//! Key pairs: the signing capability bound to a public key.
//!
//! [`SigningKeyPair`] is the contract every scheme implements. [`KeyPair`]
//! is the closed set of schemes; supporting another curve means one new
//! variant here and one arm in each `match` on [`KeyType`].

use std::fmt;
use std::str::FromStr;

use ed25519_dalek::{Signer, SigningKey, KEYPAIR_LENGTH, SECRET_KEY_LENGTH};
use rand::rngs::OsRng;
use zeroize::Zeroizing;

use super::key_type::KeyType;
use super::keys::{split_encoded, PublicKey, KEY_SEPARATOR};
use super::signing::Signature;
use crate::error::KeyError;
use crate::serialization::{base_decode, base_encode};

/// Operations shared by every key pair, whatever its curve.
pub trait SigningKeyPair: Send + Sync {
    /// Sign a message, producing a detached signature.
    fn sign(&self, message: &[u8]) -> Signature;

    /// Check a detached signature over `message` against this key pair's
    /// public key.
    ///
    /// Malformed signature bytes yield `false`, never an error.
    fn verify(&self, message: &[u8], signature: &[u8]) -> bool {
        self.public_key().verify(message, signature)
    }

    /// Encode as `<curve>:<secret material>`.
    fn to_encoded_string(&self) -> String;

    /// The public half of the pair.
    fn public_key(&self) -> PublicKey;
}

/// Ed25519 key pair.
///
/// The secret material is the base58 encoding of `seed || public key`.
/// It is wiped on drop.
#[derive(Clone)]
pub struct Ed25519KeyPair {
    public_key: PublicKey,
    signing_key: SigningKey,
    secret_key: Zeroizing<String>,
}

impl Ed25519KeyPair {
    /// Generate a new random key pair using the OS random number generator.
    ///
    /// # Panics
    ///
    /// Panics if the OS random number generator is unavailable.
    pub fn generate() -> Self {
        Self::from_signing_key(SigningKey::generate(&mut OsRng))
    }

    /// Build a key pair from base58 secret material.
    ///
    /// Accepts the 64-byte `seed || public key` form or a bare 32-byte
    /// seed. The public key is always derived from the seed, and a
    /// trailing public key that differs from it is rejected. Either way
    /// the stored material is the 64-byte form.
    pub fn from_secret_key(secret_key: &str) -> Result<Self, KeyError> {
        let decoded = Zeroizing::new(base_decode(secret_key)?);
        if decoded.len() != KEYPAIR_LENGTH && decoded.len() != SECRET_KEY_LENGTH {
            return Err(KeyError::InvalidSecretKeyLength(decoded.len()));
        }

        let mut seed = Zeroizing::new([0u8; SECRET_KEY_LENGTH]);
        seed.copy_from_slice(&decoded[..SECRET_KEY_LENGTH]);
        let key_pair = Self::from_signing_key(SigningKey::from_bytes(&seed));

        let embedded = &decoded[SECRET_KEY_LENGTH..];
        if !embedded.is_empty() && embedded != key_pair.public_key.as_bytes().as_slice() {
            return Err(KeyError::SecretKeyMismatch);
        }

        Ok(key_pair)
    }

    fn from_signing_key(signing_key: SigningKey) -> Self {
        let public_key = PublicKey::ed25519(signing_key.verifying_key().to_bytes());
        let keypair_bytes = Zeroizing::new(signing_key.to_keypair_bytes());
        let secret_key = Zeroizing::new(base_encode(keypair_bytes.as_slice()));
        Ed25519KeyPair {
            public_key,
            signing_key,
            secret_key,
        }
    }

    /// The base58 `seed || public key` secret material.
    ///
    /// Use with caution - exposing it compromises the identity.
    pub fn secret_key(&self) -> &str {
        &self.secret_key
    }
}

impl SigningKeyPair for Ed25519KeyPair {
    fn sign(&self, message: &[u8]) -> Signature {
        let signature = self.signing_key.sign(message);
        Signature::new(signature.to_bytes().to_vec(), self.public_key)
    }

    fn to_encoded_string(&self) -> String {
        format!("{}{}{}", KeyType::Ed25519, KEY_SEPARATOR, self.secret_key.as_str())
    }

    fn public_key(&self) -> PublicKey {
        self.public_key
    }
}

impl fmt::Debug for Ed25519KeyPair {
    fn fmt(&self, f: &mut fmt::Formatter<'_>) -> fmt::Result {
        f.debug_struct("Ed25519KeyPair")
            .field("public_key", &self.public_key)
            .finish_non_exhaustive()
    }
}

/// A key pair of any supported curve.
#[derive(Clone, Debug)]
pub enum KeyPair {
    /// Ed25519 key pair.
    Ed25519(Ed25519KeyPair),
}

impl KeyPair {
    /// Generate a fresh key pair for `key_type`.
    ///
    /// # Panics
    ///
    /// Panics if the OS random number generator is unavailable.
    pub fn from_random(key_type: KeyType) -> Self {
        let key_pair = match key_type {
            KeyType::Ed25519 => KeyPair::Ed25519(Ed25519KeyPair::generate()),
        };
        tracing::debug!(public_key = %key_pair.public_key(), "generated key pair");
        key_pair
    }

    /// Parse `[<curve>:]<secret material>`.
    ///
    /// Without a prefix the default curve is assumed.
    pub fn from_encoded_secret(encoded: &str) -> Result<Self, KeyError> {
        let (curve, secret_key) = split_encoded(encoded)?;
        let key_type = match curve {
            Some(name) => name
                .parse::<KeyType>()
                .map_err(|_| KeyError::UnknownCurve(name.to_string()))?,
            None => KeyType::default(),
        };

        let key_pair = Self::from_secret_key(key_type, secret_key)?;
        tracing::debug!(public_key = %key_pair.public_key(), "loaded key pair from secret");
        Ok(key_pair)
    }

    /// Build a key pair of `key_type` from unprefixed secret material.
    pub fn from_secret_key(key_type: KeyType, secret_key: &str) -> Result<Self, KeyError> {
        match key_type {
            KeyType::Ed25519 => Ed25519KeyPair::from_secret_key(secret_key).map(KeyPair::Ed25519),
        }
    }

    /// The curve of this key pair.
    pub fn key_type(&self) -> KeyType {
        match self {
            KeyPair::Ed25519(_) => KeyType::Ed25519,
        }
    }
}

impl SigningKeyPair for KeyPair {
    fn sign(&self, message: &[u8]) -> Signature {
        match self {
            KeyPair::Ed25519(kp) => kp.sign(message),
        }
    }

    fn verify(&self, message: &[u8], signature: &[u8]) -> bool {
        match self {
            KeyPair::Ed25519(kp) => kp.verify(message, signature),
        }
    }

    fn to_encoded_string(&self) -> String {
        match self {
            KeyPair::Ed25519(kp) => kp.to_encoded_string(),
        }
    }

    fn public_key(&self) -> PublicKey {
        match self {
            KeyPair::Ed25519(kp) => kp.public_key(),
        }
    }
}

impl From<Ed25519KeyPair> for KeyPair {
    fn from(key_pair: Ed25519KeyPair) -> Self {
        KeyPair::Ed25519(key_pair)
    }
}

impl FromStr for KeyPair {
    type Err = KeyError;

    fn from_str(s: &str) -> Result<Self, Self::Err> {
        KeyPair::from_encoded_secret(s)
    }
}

→ **PROBLEM STATEMENT**: Transcribe the entire listing without a single omission.

→ **RESPONSE TO THE TASK**:
//! Key pairs: the signing capability bound to a public key.
//!
//! [`SigningKeyPair`] is the contract every scheme implements. [`KeyPair`]
//! is the closed set of schemes; supporting another curve means one new
//! variant here and one arm in each `match` on [`KeyType`].

use std::fmt;
use std::str::FromStr;

use ed25519_dalek::{Signer, SigningKey, KEYPAIR_LENGTH, SECRET_KEY_LENGTH};
use rand::rngs::OsRng;
use zeroize::Zeroizing;

use super::key_type::KeyType;
use super::keys::{split_encoded, PublicKey, KEY_SEPARATOR};
use super::signing::Signature;
use crate::error::KeyError;
use crate::serialization::{base_decode, base_encode};

/// Operations shared by every key pair, whatever its curve.
pub trait SigningKeyPair: Send + Sync {
    /// Sign a message, producing a detached signature.
    fn sign(&self, message: &[u8]) -> Signature;

    /// Check a detached signature over `message` against this key pair's
    /// public key.
    ///
    /// Malformed signature bytes yield `false`, never an error.
    fn verify(&self, message: &[u8], signature: &[u8]) -> bool {
        self.public_key().verify(message, signature)
    }

    /// Encode as `<curve>:<secret material>`.
    fn to_encoded_string(&self) -> String;

    /// The public half of the pair.
    fn public_key(&self) -> PublicKey;
}

/// Ed25519 key pair.
///
/// The secret material is the base58 encoding of `seed || public key`.
/// It is wiped on drop.
#[derive(Clone)]
pub struct Ed25519KeyPair {
    public_key: PublicKey,
    signing_key: SigningKey,
    secret_key: Zeroizing<String>,
}

impl Ed25519KeyPair {
    /// Generate a new random key pair using the OS random number generator.
    ///
    /// # Panics
    ///
    /// Panics if the OS random number generator is unavailable.
    pub fn generate() -> Self {
        Self::from_signing_key(SigningKey::generate(&mut OsRng))
    }

    /// Build a key pair from base58 secret material.
    ///
    /// Accepts the 64-byte `seed || public key` form or a bare 32-byte
    /// seed. The public key is always derived from the seed, and a
    /// trailing public key that differs from it is rejected. Either way
    /// the stored material is the 64-byte form.
    pub fn from_secret_key(secret_key: &str) -> Result<Self, KeyError> {
        let decoded = Zeroizing::new(base_decode(secret_key)?);
        if decoded.len() != KEYPAIR_LENGTH && decoded.len() != SECRET_KEY_LENGTH {
            return Err(KeyError::InvalidSecretKeyLength(decoded.len()));
        }

        let mut seed = Zeroizing::new([0u8; SECRET_KEY_LENGTH]);
        seed.copy_from_slice(&decoded[..SECRET_KEY_LENGTH]);
        let key_pair = Self::from_signing_key(SigningKey::from_bytes(&seed));

        let embedded = &decoded[SECRET_KEY_LENGTH..];
        if !embedded.is_empty() && embedded != key_pair.public_key.as_bytes().as_slice() {
            return Err(KeyError::SecretKeyMismatch);
        }

        Ok(key_pair)
    }

    fn from_signing_key(signing_key: SigningKey) -> Self {
        let public_key = PublicKey::ed25519(signing_key.verifying_key().to_bytes());
        let keypair_bytes = Zeroizing::new(signing_key.to_keypair_bytes());
        let secret_key = Zeroizing::new(base_encode(keypair_bytes.as_slice()));
        Ed25519KeyPair {
            public_key,
            signing_key,
            secret_key,
        }
    }

    /// The base58 `seed || public key` secret material.
    ///
    /// Use with caution - exposing it compromises the identity.
    pub fn secret_key(&self) -> &str {
        &self.secret_key
    }
}

impl SigningKeyPair for Ed25519KeyPair {
    fn sign(&self, message: &[u8]) -> Signature {
        let signature = self.signing_key.sign(message);
        Signature::new(signature.to_bytes().to_vec(), self.public_key)
    }

    fn to_encoded_string(&self) -> String {
        format!("{}{}{}", KeyType::Ed25519, KEY_SEPARATOR, self.secret_key.as_str())
    }

    fn public_key(&self) -> PublicKey {
        self.public_key
    }
}

impl fmt::Debug for Ed25519KeyPair {
    fn fmt(&self, f: &mut fmt::Formatter<'_>) -> fmt::Result {
        f.debug_struct("Ed25519KeyPair")
            .field("public_key", &self.public_key)
            .finish_non_exhaustive()
    }
}

/// A key pair of any supported curve.
#[derive(Clone, Debug)]
pub enum KeyPair {
    /// Ed25519 key pair.
    Ed25519(Ed25519KeyPair),
}

impl KeyPair {
    /// Generate a fresh key pair for `key_type`.
    ///
    /// # Panics
    ///
    /// Panics if the OS random number generator is unavailable.
    pub fn from_random(key_type: KeyType) -> Self {
        let key_pair = match key_type {
            KeyType::Ed25519 => KeyPair::Ed25519(Ed25519KeyPair::generate()),
        };
        tracing::debug!(public_key = %key_pair.public_key(), "generated key pair");
        key_pair
    }

    /// Parse `[<curve>:]<secret material>`.
    ///
    /// Without a prefix the default curve is assumed.
    pub fn from_encoded_secret(encoded: &str) -> Result<Self, KeyError> {
        let (curve, secret_key) = split_encoded(encoded)?;
        let key_type = match curve {
            Some(name) => name
                .parse::<KeyType>()
                .map_err(|_| KeyError::UnknownCurve(name.to_string()))?,
            None => KeyType::default(),
        };

        let key_pair = Self::from_secret_key(key_type, secret_key)?;
        tracing::debug!(public_key = %key_pair.public_key(), "loaded key pair from secret");
        Ok(key_pair)
    }

    /// Build a key pair of `key_type` from unprefixed secret material.
    pub fn from_secret_key(key_type: KeyType, secret_key: &str) -> Result<Self, KeyError> {
        match key_type {
            KeyType::Ed25519 => Ed25519KeyPair::from_secret_key(secret_key).map(KeyPair::Ed25519),
        }
    }

    /// The curve of this key pair.
    pub fn key_type(&self) -> KeyType {
        match self {
            KeyPair::Ed25519(_) => KeyType::Ed25519,
        }
    }
}

impl SigningKeyPair for KeyPair {
    fn sign(&self, message: &[u8]) -> Signature {
        match self {
            KeyPair::Ed25519(kp) => kp.sign(message),
        }
    }

    fn verify(&self, message: &[u8], signature: &[u8]) -> bool {
        match self {
            KeyPair::Ed25519(kp) => kp.verify(message, signature),
        }
    }

    fn to_encoded_string(&self) -> String {
        match self {
            KeyPair::Ed25519(kp) => kp.to_encoded_string(),
        }
    }

    fn public_key(&self) -> PublicKey {
        match self {
            KeyPair::Ed25519(kp) => kp.public_key(),
        }
    }
}

impl From<Ed25519KeyPair> for KeyPair {
    fn from(key_pair: Ed25519KeyPair) -> Self {
        KeyPair::Ed25519(key_pair)
    }
}

impl FromStr for KeyPair {
    type Err = KeyError;

    fn from_str(s: &str) -> Result<Self, Self::Err> {
        KeyPair::from_encoded_secret(s)
    }
}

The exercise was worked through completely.